I accidentally catch too many sharks. I wouldn't mind bringing in some species intentionally like a Tiger, or a Great Hammerhead...I've caught a lot of the other species without targeting them...it certainly is a battle though...at least from the shore you can anchor yourself down in the sand for a bit...from a boat a 7 foot+ Bull Shark feels like you're really up a 250 rock, and it's pissed! It is an exciting battle though...Almost all my accidental sharks were caught using large circle hooks and 100lb flouro leader, and 100lb spooled. Trying for other bottom fish usually. Tight lines!!! YRM


----------



## lowprofile (Jan 6, 2013)

mainly because its the ultimate big game fishing experience. you'll go through countless 6-8ft sharks before you get a real smoker and then you have to have the skills and gear to land it. there is no other feeling that compares to holding on to a hot 12/0 while line is peeling off 10yards a second and knowing what ever is doing it is two to three times your size, has the ability to crush just about any living marine mammal in the gulf and in about an hour and a half you'll be face to face with it. 

i release all my big sharks. i've kept blacktips for food and bait and also several sharpnose for bait as well. no point in killing a 200lb + fish when the freezer will only hold 40lbs of packaged meat.


----------



## NoMoSurf (Oct 2, 2007)

lowprofile said:


> . there is no other feeling that compares to holding on to a hot 12/0 while line is peeling off 10yards a second...


Nothing like the sound and smell of burning drag grease. ;-)

Or the frozen moment in time when the clicker goes "tick......tick tick......tick...."


----------



## MoganMan (Feb 24, 2013)

I don't have a boat, so I don't have the luxury of going off shore for huge fish that will really put my gear to the test, so what do I do? I hit the beach, wait for a bite, and hold on for the ride


----------



## devinsdad (Mar 31, 2010)

HappyHourHero said:


> I really enjoy it. Its like a food chain encompassing, complete fishing experience. I catch a sand flea which catches another fish, that fish gets paddled out in the kayak which is a fun and somewhat scary experience all in its self. You sit, you wait, you take in the beauty of the gulf and then out of nowhere your reel starts screaming. Your adrenalin spikes, it could be any number of shark species that grabbed your bait. You let it run and crank down in hopes that you hook up.
> 
> Then it becomes a test of your gear and your endurance. It is you and rigs you have made, gear you have selected, knots you have tied against the apex predator of the sea and they can be much larger than you are.
> 
> ...


Very well said... If you do it once, you will be hooked.


----------



## lowprofile (Jan 6, 2013)

NoMoSurf said:


> Nothing like the sound and smell of burning drag grease. ;-)
> 
> .."



many will never know....


----------



## Chris Gatorfan (Apr 8, 2012)

Shark fishing is a pure adreneline sport. Every fisherman i know loves to have a great fight on their line. But then when (like happyhour said) you are hooked up on rigging in which you have made with your very own hand the excitement is trully intensified. 

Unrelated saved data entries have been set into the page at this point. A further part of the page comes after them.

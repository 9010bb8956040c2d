//! Blocking TCP client for one external orchestrator.

use std::io::{BufRead, BufReader, Write};
use std::net::TcpStream;

use crate::error::SocketError;
use crate::socket::codec::{self, Message};
use crate::socket::descriptor::SocketDescriptor;

/// An open connection to the orchestrator.
#[derive(Debug)]
pub struct SocketClient {
    reader: BufReader<TcpStream>,
    writer: TcpStream,
}

impl SocketClient {
    /// Opens a connection to the address in `descriptor`.
    ///
    /// # Errors
    ///
    /// [`SocketError::Connect`] if the peer cannot be reached.
    pub fn connect(descriptor: &SocketDescriptor) -> Result<Self, SocketError> {
        let addr = descriptor.address();
        let stream = TcpStream::connect(&addr).map_err(|source| SocketError::Connect {
            addr: addr.clone(),
            source,
        })?;
        stream.set_nodelay(true)?;
        let writer = stream.try_clone()?;
        log::info!("connected to external interface at {addr}");
        Ok(Self {
            reader: BufReader::new(stream),
            writer,
        })
    }

    /// Sends `time` and `values`, then blocks for the peer's reply.
    ///
    /// # Errors
    ///
    /// Any transport failure, a closed connection, or a malformed reply.
    pub fn exchange(&mut self, time: f64, values: &[f64]) -> Result<Message, SocketError> {
        self.send(&Message::data(time, values.to_vec()))?;
        let mut line = String::new();
        if self.reader.read_line(&mut line)? == 0 {
            return Err(SocketError::Closed);
        }
        codec::decode(&line)
    }

    /// Sends a control message carrying only `flag`.
    pub fn send_flag(&mut self, flag: i32) -> Result<(), SocketError> {
        self.send(&Message::control(flag))
    }

    fn send(&mut self, msg: &Message) -> Result<(), SocketError> {
        self.writer.write_all(codec::encode(msg).as_bytes())?;
        self.writer.flush()?;
        Ok(())
    }
}
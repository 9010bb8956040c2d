//! Native co-simulation slaves loaded from shared libraries.
//!
//! Symbols follow the `<modelIdentifier>_fmi<Function>` naming of the
//! version 1.0 co-simulation interface. The library lives under
//! `binaries/<platform>/` inside the unpacked artifact.

use std::ffi::{c_char, c_int, c_void};
use std::path::{Path, PathBuf};
use std::ptr;

use libloading::{Library, Symbol};

use crate::error::SlaveError;
use crate::fmi::unpack::unpack_archive;
use crate::fmi::{CoSimSlave, InstantiateParams, ModelDescription, SlaveProvider, Status};
use crate::marshal::{RealBuffer, from_c_str, to_c_string};

const MIME_TYPE: &str = "application/x-fmu-sharedlibrary";

type Component = *mut c_void;

// The interface declares the logger variadic; the trailing arguments are
// never read here, so the fixed prefix is declared.
type LoggerFn = unsafe extern "C" fn(Component, *const c_char, c_int, *const c_char, *const c_char);
type AllocateFn = unsafe extern "C" fn(usize, usize) -> *mut c_void;
type FreeMemoryFn = unsafe extern "C" fn(*mut c_void);
type StepFinishedFn = unsafe extern "C" fn(Component, c_int);

#[repr(C)]
#[derive(Clone, Copy)]
struct CallbackFunctions {
    logger: LoggerFn,
    allocate_memory: AllocateFn,
    free_memory: FreeMemoryFn,
    step_finished: Option<StepFinishedFn>,
}

type GetVersionFn = unsafe extern "C" fn() -> *const c_char;
type InstantiateFn = unsafe extern "C" fn(
    *const c_char,
    *const c_char,
    *const c_char,
    *const c_char,
    f64,
    u8,
    u8,
    CallbackFunctions,
    u8,
) -> Component;
type InitializeFn = unsafe extern "C" fn(Component, f64, u8, f64) -> c_int;
type TerminateFn = unsafe extern "C" fn(Component) -> c_int;
type FreeInstanceFn = unsafe extern "C" fn(Component);
type GetRealFn = unsafe extern "C" fn(Component, *const u32, usize, *mut f64) -> c_int;
type SetRealFn = unsafe extern "C" fn(Component, *const u32, usize, *const f64) -> c_int;
type DoStepFn = unsafe extern "C" fn(Component, f64, f64, u8) -> c_int;

/// Resolved function table.
#[derive(Clone, Copy)]
struct Api {
    get_version: GetVersionFn,
    instantiate: InstantiateFn,
    initialize: InitializeFn,
    terminate: TerminateFn,
    free_instance: FreeInstanceFn,
    get_real: GetRealFn,
    set_real: SetRealFn,
    do_step: DoStepFn,
}

impl Api {
    /// Looks up every function the co-simulation loop needs.
    ///
    /// # Safety
    ///
    /// The library must export the named symbols with the declared signatures.
    unsafe fn load(lib: &Library, id: &str) -> Result<Self, SlaveError> {
        macro_rules! sym {
            ($ty:ty, $name:literal) => {{
                let symbol = format!("{id}_{}", $name);
                // SAFETY: signature fixed by the interface standard.
                let f: Symbol<'_, $ty> = unsafe { lib.get(symbol.as_bytes()) }?;
                *f
            }};
        }
        Ok(Self {
            get_version: sym!(GetVersionFn, "fmiGetVersion"),
            instantiate: sym!(InstantiateFn, "fmiInstantiateSlave"),
            initialize: sym!(InitializeFn, "fmiInitializeSlave"),
            terminate: sym!(TerminateFn, "fmiTerminateSlave"),
            free_instance: sym!(FreeInstanceFn, "fmiFreeSlaveInstance"),
            get_real: sym!(GetRealFn, "fmiGetReal"),
            set_real: sym!(SetRealFn, "fmiSetReal"),
            do_step: sym!(DoStepFn, "fmiDoStep"),
        })
    }
}

unsafe extern "C" fn log_message(
    _c: Component,
    instance: *const c_char,
    status: c_int,
    category: *const c_char,
    message: *const c_char,
) {
    // SAFETY: the model passes NUL-terminated strings or null.
    let (instance, category, message) =
        unsafe { (from_c_str(instance), from_c_str(category), from_c_str(message)) };
    match Status::from_raw(status) {
        Status::Ok | Status::Pending => log::debug!("[{instance}] {category}: {message}"),
        Status::Warning | Status::Discard => log::warn!("[{instance}] {category}: {message}"),
        Status::Error | Status::Fatal => log::error!("[{instance}] {category}: {message}"),
    }
}

unsafe extern "C" fn allocate_memory(nobj: usize, size: usize) -> *mut c_void {
    // SAFETY: calloc accepts any sizes and returns null on failure.
    unsafe { libc::calloc(nobj, size) }
}

unsafe extern "C" fn free_memory(obj: *mut c_void) {
    // SAFETY: obj was returned by allocate_memory or is null.
    unsafe { libc::free(obj) }
}

const CALLBACKS: CallbackFunctions = CallbackFunctions {
    logger: log_message,
    allocate_memory,
    free_memory,
    step_finished: None,
};

/// Platform directory under `binaries/`.
pub fn platform_dir() -> &'static str {
    match (std::env::consts::OS, cfg!(target_pointer_width = "64")) {
        ("windows", true) => "win64",
        ("windows", false) => "win32",
        ("macos", true) => "darwin64",
        ("macos", false) => "darwin32",
        (_, true) => "linux64",
        (_, false) => "linux32",
    }
}

/// Path of the shared library for `model_identifier` inside `dir`.
pub fn library_path(dir: &Path, model_identifier: &str) -> PathBuf {
    dir.join("binaries")
        .join(platform_dir())
        .join(format!("{model_identifier}.{}", std::env::consts::DLL_EXTENSION))
}

/// A shared-library slave.
///
/// Dropping it frees a still-live handle.
pub struct NativeSlave {
    description: ModelDescription,
    api: Api,
    handle: Component,
    last_status: Status,
    // Keeps the function table valid; dropped last.
    _library: Library,
}

impl NativeSlave {
    /// Loads the artifact unpacked in `dir`.
    ///
    /// # Errors
    ///
    /// Fails if the description is invalid, the platform library is absent,
    /// or a required symbol is missing.
    pub fn load(dir: &Path) -> Result<Self, SlaveError> {
        let description = ModelDescription::from_dir(dir)?;
        let path = library_path(dir, &description.model_identifier);
        if !path.is_file() {
            return Err(SlaveError::LibraryPath(path));
        }
        // SAFETY: loading runs the library's initialisers; artifacts are
        // trusted input of the run configuration.
        let library = unsafe { Library::new(&path) }?;
        // SAFETY: symbols are looked up with the standard signatures.
        let api = unsafe { Api::load(&library, &description.model_identifier) }?;
        log::info!(
            "loaded \"{}\" (model \"{}\", interface {})",
            path.display(),
            description.model_identifier,
            description.fmi_version
        );
        Ok(Self {
            description,
            api,
            handle: ptr::null_mut(),
            last_status: Status::Ok,
            _library: library,
        })
    }

    /// Version string the library reports.
    pub fn library_version(&self) -> String {
        // SAFETY: returns a static NUL-terminated string.
        unsafe { from_c_str((self.api.get_version)()) }
    }

    fn live(&self, call: &'static str) -> Result<Component, SlaveError> {
        if self.handle.is_null() {
            Err(SlaveError::NotInstantiated { call })
        } else {
            Ok(self.handle)
        }
    }

    fn record(&mut self, call: &'static str, raw: c_int) -> Result<(), SlaveError> {
        self.last_status = Status::from_raw(raw);
        self.last_status.check(call)
    }
}

impl CoSimSlave for NativeSlave {
    fn description(&self) -> &ModelDescription {
        &self.description
    }

    fn version(&self) -> String {
        let reported = self.library_version();
        if reported.is_empty() {
            self.description.fmi_version.clone()
        } else {
            reported
        }
    }

    fn instantiate(&mut self, params: &InstantiateParams) -> Result<(), SlaveError> {
        if !self.handle.is_null() {
            return Err(SlaveError::LeakedHandle);
        }
        let name = to_c_string("instance name", &params.instance_name)?;
        let guid = to_c_string("guid", &self.description.guid)?;
        let location = to_c_string(
            "location",
            &format!("file://{}", params.working_dir.display()),
        )?;
        let mime = to_c_string("mime type", MIME_TYPE)?;
        // SAFETY: every string outlives the call; callbacks are 'static.
        let handle = unsafe {
            (self.api.instantiate)(
                name.as_ptr(),
                guid.as_ptr(),
                location.as_ptr(),
                mime.as_ptr(),
                params.timeout_ms,
                u8::from(params.visible),
                u8::from(params.interactive),
                CALLBACKS,
                u8::from(params.logging_on),
            )
        };
        if handle.is_null() {
            return Err(SlaveError::NullHandle);
        }
        self.handle = handle;
        self.last_status = Status::Ok;
        Ok(())
    }

    fn initialize(&mut self, t_start: f64, t_stop: f64) -> Result<(), SlaveError> {
        let c = self.live("fmiInitializeSlave")?;
        // SAFETY: live handle from instantiate.
        let raw = unsafe { (self.api.initialize)(c, t_start, 1, t_stop) };
        self.record("fmiInitializeSlave", raw)
    }

    fn get_real(&mut self, buf: &mut RealBuffer) -> Result<(), SlaveError> {
        let c = self.live("fmiGetReal")?;
        if buf.is_empty() {
            return Ok(());
        }
        let n = buf.len();
        let refs = buf.refs().as_ptr();
        // SAFETY: `refs` and the value slice both hold `n` elements.
        let raw = unsafe { (self.api.get_real)(c, refs, n, buf.values_mut().as_mut_ptr()) };
        self.record("fmiGetReal", raw)
    }

    fn set_real(&mut self, buf: &RealBuffer) -> Result<(), SlaveError> {
        let c = self.live("fmiSetReal")?;
        if buf.is_empty() {
            return Ok(());
        }
        // SAFETY: both slices hold `buf.len()` elements.
        let raw = unsafe {
            (self.api.set_real)(c, buf.refs().as_ptr(), buf.len(), buf.values().as_ptr())
        };
        self.record("fmiSetReal", raw)
    }

    fn do_step(&mut self, t: f64, h: f64) -> Result<(), SlaveError> {
        let c = self.live("fmiDoStep")?;
        // SAFETY: live handle from instantiate.
        let raw = unsafe { (self.api.do_step)(c, t, h, 1) };
        self.record("fmiDoStep", raw)
    }

    fn free(&mut self, end_of_simulation: bool) -> Result<(), SlaveError> {
        if self.handle.is_null() {
            return Ok(());
        }
        let c = self.handle;
        // A slave that reported a fatal status must not be called again.
        if self.last_status != Status::Fatal {
            // SAFETY: live handle from instantiate.
            let status = Status::from_raw(unsafe { (self.api.terminate)(c) });
            if status != Status::Ok {
                log::warn!(
                    "fmiTerminateSlave of \"{}\" returned {status}",
                    self.description.model_identifier
                );
            }
            // SAFETY: handle is not used after this call.
            unsafe { (self.api.free_instance)(c) };
        }
        self.handle = ptr::null_mut();
        log::debug!(
            "freed instance of \"{}\" (end of simulation: {end_of_simulation})",
            self.description.model_identifier
        );
        Ok(())
    }

    fn is_instantiated(&self) -> bool {
        !self.handle.is_null()
    }
}

impl Drop for NativeSlave {
    fn drop(&mut self) {
        if let Err(e) = self.free(true) {
            log::warn!("releasing \"{}\": {e}", self.description.model_identifier);
        }
    }
}

/// Provider backed by zip extraction and dynamic loading.
#[derive(Debug, Default, Clone, Copy)]
pub struct NativeProvider;

impl SlaveProvider for NativeProvider {
    fn unpack(&self, archive: &Path, dir: &Path) -> Result<(), SlaveError> {
        unpack_archive(archive, dir)
    }

    fn load(&self, dir: &Path) -> Result<Box<dyn CoSimSlave>, SlaveError> {
        Ok(Box::new(NativeSlave::load(dir)?))
    }
}
//! Helpers for moving strings and value arrays across the binary interface.
//!
//! Call sites never touch raw buffers: strings become owned [`CString`]s for
//! the duration of a call, and value arrays travel as a [`RealBuffer`] whose
//! reference and value vectors are kept the same length.

use std::ffi::{CStr, CString, c_char};

use crate::error::MarshalError;

/// Splits a `;`-separated descriptor string into exactly `count` upper-cased
/// elements.
///
/// Surrounding whitespace is trimmed. Missing elements are returned as empty
/// strings; surplus elements are ignored.
pub fn split_delimited(s: &str, count: usize) -> Vec<String> {
    let mut parts = s.split(';').map(|p| p.trim().to_ascii_uppercase());
    (0..count).map(|_| parts.next().unwrap_or_default()).collect()
}

/// Joins elements into a `;`-terminated descriptor string.
pub fn join_delimited<'a>(items: impl IntoIterator<Item = &'a str>) -> String {
    items.into_iter().fold(String::new(), |mut acc, item| {
        acc.push_str(item);
        acc.push(';');
        acc
    })
}

/// Fails if `s` does not fit a buffer of `capacity` bytes.
///
/// # Errors
///
/// Returns [`MarshalError::BufferOverflow`] naming `field`.
pub fn check_capacity(field: &str, s: &str, capacity: usize) -> Result<(), MarshalError> {
    if s.len() > capacity {
        return Err(MarshalError::BufferOverflow {
            field: field.to_string(),
            len: s.len(),
            capacity,
        });
    }
    Ok(())
}

/// Copies `s` into a NUL-terminated string for one foreign call.
///
/// # Errors
///
/// Returns [`MarshalError::InteriorNul`] if `s` contains a NUL byte.
pub fn to_c_string(field: &str, s: &str) -> Result<CString, MarshalError> {
    CString::new(s).map_err(|_| MarshalError::InteriorNul {
        field: field.to_string(),
    })
}

/// Copies a foreign NUL-terminated string; a null pointer yields `""`.
///
/// # Safety
///
/// `ptr` must be null or point to a valid NUL-terminated string that stays
/// alive for the duration of the call.
pub unsafe fn from_c_str(ptr: *const c_char) -> String {
    if ptr.is_null() {
        return String::new();
    }
    // SAFETY: non-null and NUL-terminated per the caller's contract.
    unsafe { CStr::from_ptr(ptr) }.to_string_lossy().into_owned()
}

/// Value references and their values, index-aligned.
#[derive(Debug, Clone, Default, PartialEq)]
pub struct RealBuffer {
    refs: Vec<u32>,
    values: Vec<f64>,
}

impl RealBuffer {
    /// Pairs references with values.
    ///
    /// # Errors
    ///
    /// Returns [`MarshalError::LengthMismatch`] if the lengths differ.
    pub fn new(refs: Vec<u32>, values: Vec<f64>) -> Result<Self, MarshalError> {
        if refs.len() != values.len() {
            return Err(MarshalError::LengthMismatch {
                refs: refs.len(),
                values: values.len(),
            });
        }
        Ok(Self { refs, values })
    }

    /// A buffer ready to receive values for `refs`.
    pub fn zeroed(refs: Vec<u32>) -> Self {
        let values = vec![0.0; refs.len()];
        Self { refs, values }
    }

    /// Number of pairs.
    pub fn len(&self) -> usize {
        self.refs.len()
    }

    /// Returns `true` if the buffer holds no pairs.
    pub fn is_empty(&self) -> bool {
        self.refs.is_empty()
    }

    /// Value references.
    pub fn refs(&self) -> &[u32] {
        &self.refs
    }

    /// Values.
    pub fn values(&self) -> &[f64] {
        &self.values
    }

    /// Mutable values, for a foreign call to fill in.
    pub fn values_mut(&mut self) -> &mut [f64] {
        &mut self.values
    }

    /// Consumes the buffer, returning the values.
    pub fn into_values(self) -> Vec<f64> {
        self.values
    }
}

#[cfg(test)]
mod tests {
    use super::*;

    #[test]
    fn split_uppercases_and_pads() {
        let parts = split_delimited("Zone 1;  outdoor ;", 3);
        assert_eq!(parts, vec!["ZONE 1", "OUTDOOR", ""]);
    }

    #[test]
    fn split_ignores_surplus() {
        assert_eq!(split_delimited("a;b;c;", 2), vec!["A", "B"]);
        assert!(split_delimited("a;b", 0).is_empty());
    }

    #[test]
    fn join_terminates_every_element() {
        assert_eq!(join_delimited(["a", "b"]), "a;b;");
        assert_eq!(join_delimited(Vec::<&str>::new()), "");
    }

    #[test]
    fn capacity_is_checked() {
        assert!(check_capacity("names", "abc", 3).is_ok());
        let err = check_capacity("names", "abcd", 3);
        assert!(matches!(
            err,
            Err(MarshalError::BufferOverflow {
                len: 4,
                capacity: 3,
                ..
            })
        ));
    }

    #[test]
    fn c_string_round_trip() {
        let c = to_c_string("path", "tmp-fmus/room_1").expect("no NUL");
        // SAFETY: `c` is a valid NUL-terminated string.
        let back = unsafe { from_c_str(c.as_ptr()) };
        assert_eq!(back, "tmp-fmus/room_1");
        assert!(to_c_string("path", "a\0b").is_err());
        // SAFETY: null is explicitly allowed.
        assert_eq!(unsafe { from_c_str(std::ptr::null()) }, "");
    }

    #[test]
    fn real_buffer_requires_aligned_lengths() {
        assert!(RealBuffer::new(vec![1, 2], vec![0.0]).is_err());
        let mut buf = RealBuffer::zeroed(vec![7, 9]);
        buf.values_mut()[1] = 3.5;
        assert_eq!(buf.refs(), &[7, 9]);
        assert_eq!(buf.into_values(), vec![0.0, 3.5]);
    }
}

Also several of us do shark tagging for NOAA and the National Marine Fisheries so that they can continue in there research efforts and assist in the sharks preservation. You should definitely come out with us on day. If you don't have you own shark setup i would be more than happy to let you reel one in on mine should i get a hit. Then you can feel the excitement.


----------



## johnf (Jan 20, 2012)

That's like asking a ******* why they have a 4x4 or a bigger bass boat, or shoot a deer with a 338. Because by gosh it's biggest, baddest, toughest fish out there. It's a fight with one of the strongest and meanest things alive and you can fight it, win the fight, take the picture and watch him swim away to fight another day.

It's fun too.


----------